JA may have a role in pest control. Indeed, JA has been considered as a seed treatment in order to stimulate the natural anti-pest defenses of the plants that germinate from the treated seeds. In this application jasmonates are sprayed onto plants that have already started growing. These applications stimulate the production of protease inhibitor in the plant. This production of protease inhibitor can protect the plant from insects, decreasing infestation rates and physical damage sustained due to herbivores. However, due to its antagonistic relationship with salicylic acid (an important signal in pathogen defense) in some plant species, it may result in an increased susceptibility to viral agents and other pathogens.
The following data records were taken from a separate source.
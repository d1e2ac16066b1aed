//! Given steps for history tracking BDD scenarios.

use super::world::{HistoryWorld, counter_key};
use eyre::WrapErr;
use rstest_bdd_macros::given;

#[given("a switchboard over a counter resource")]
fn switchboard_over_counter(world: &mut HistoryWorld) -> Result<(), eyre::Report> {
    world.start().wrap_err("start switchboard for scenario")
}

#[given("history for the counter is limited to {count:usize} entries")]
fn history_limited(world: &mut HistoryWorld, count: usize) -> Result<(), eyre::Report> {
    let key = counter_key()?;
    world.switchboard()?.history().configure(key, count);
    Ok(())
}
//! Backend identity.

use std::fmt;
use uuid::Uuid;

/// Identity of one management backend.
///
/// Backend sets deduplicate on this value, so every handle to the same
/// registry must report the same id.
#[derive(Debug, Clone, Copy, PartialEq, Eq, PartialOrd, Ord, Hash)]
pub struct BackendId(Uuid);

impl BackendId {
    /// Allocates a fresh identity.
    #[must_use]
    pub fn new() -> Self {
        Self(Uuid::new_v4())
    }
}

impl Default for BackendId {
    fn default() -> Self {
        Self::new()
    }
}

impl From<Uuid> for BackendId {
    fn from(uuid: Uuid) -> Self {
        Self(uuid)
    }
}

impl fmt::Display for BackendId {
    fn fmt(&self, f: &mut fmt::Formatter<'_>) -> fmt::Result {
        fmt::Display::fmt(&self.0, f)
    }
}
In Zea mays, salicylic acid and JA are mediated by NPR1 (nonexpressor of pathogenesis-related genes1), which is essential in preventing herbivores from exploiting this antagonistic system. Armyworms (Spodoptera caterpillars), through unknown mechanisms, are able to increase the activity of the salicylic acid pathway in maize, resulting in the depression of JA synthesis, but thanks to NPR1 mediation, JA levels aren't decreased by a significant amount.

==Derivatives==

Jasmonic acid is also converted to a variety of derivatives including the ester methyl jasmonate. This conversion is catalyzed by the jasmonic acid carboxyl methyltransferase enzyme. It can also be conjugated to amino acids in some biological contexts. Decarboxylation affords the related fragrance jasmone.